Dalam dua tahun terakhir ini, rupanya konflik pilkada dikhawatirkan terus merambah, bahkan diperkirakan akan muncul kembali pada 2010 di mana terdapat 244 daerah yang menggelar pemilihan kepala daerah, terdiri atas 7 provinsi dan 237 kabupaten/kota. Persoalan ini tentunya berkaitan langsung dengan implementasi kebijakan Undang-Undang No. 22 Tahun 1999 tentang Pemerintahan Daerah yang lebih dikenal dengan sebutan UU Otonomi Daerah (Otda) dan kemudian direvisi menjadi UU No. 32/2004. Oleh karena itulah, untuk mengubah format pemilihan gubernur, harus dilakukan revisi kembali terhadap UU tentang Pemerintah Daerah.

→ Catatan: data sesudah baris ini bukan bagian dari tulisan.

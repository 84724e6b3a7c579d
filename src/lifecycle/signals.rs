//! OS signal handling.
//!
//! SIGINT, SIGTERM and SIGQUIT (Ctrl+C on other platforms) cancel the run
//! context. Receiving a signal is treated the same as
//! [`ServiceRuntime::request_shutdown`](crate::ServiceRuntime::request_shutdown).
//!
//! # Design Decisions
//! - The listener stays active until the shutdown phase has finished
//! - A signal after the run context is cancelled forces the process to exit

use tokio::task::JoinHandle;

use crate::lifecycle::context::Context;
use crate::observability::metrics;

/// Exit code used when a repeated signal forces the process down.
pub const FORCED_EXIT_CODE: i32 = 1;

/// Spawn a listener that cancels `ctx` on the first termination signal and
/// exits the process on the next one.
///
/// The caller aborts the returned handle once the shutdown phase is over.
pub fn spawn_listener(ctx: Context) -> JoinHandle<()> {
    tokio::spawn(async move {
        let mut signals = match TerminationSignals::install() {
            Ok(signals) => signals,
            Err(e) => {
                tracing::error!(error = %e, "Failed to install signal handlers");
                return;
            }
        };

        tokio::select! {
            signal = signals.recv() => {
                tracing::info!(signal, "Shutdown signal received");
                metrics::record_signal(signal);
                ctx.cancel();
            }
            _ = ctx.cancelled() => {}
        }

        let signal = signals.recv().await;
        tracing::warn!(signal, "Signal received during shutdown, exiting immediately");
        metrics::record_signal(signal);
        std::process::exit(FORCED_EXIT_CODE);
    })
}

/// Installed listeners for the termination signals.
struct TerminationSignals {
    #[cfg(unix)]
    interrupt: tokio::signal::unix::Signal,
    #[cfg(unix)]
    terminate: tokio::signal::unix::Signal,
    #[cfg(unix)]
    quit: tokio::signal::unix::Signal,
}

impl TerminationSignals {
    #[cfg(unix)]
    fn install() -> std::io::Result<Self> {
        use tokio::signal::unix::{signal, SignalKind};

        Ok(Self {
            interrupt: signal(SignalKind::interrupt())?,
            terminate: signal(SignalKind::terminate())?,
            quit: signal(SignalKind::quit())?,
        })
    }

    #[cfg(not(unix))]
    fn install() -> std::io::Result<Self> {
        Ok(Self {})
    }

    /// Wait for the next signal and return its name.
    #[cfg(unix)]
    async fn recv(&mut self) -> &'static str {
        tokio::select! {
            _ = self.interrupt.recv() => "SIGINT",
            _ = self.terminate.recv() => "SIGTERM",
            _ = self.quit.recv() => "SIGQUIT",
        }
    }

    #[cfg(not(unix))]
    async fn recv(&mut self) -> &'static str {
        if tokio::signal::ctrl_c().await.is_err() {
            std::future::pending::<()>().await;
        }
        "ctrl-c"
    }
}

#[cfg(test)]
mod tests {
    use super::*;
    use std::time::Duration;

    #[tokio::test]
    async fn test_listener_outlives_context_until_aborted() {
        let ctx = Context::background();
        let handle = spawn_listener(ctx.clone());

        ctx.cancel();
        tokio::time::sleep(Duration::from_millis(20)).await;
        assert!(!handle.is_finished());

        handle.abort();
        let err = handle.await.unwrap_err();
        assert!(err.is_cancelled());
    }
}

Namun, harus diakui bahwa perkembangan berdemokrasi di daerah telah tumbuh sangat luar biasa sejak lahirnya UU tersebut. Seluruh kepala daerah dipilih langsung oleh rakyat "kecuali jabatan Gubernur Daerah Istimewa Yogyakarta (DIY) dan Wali Kota di Daerah Khusus Ibukota Jakarta"  yang menganut UU tersendiri. Sejak itulah berbagai gesekan ketidakpuasan ekses politik terus terjadi di zona pelaksanaan pilkada.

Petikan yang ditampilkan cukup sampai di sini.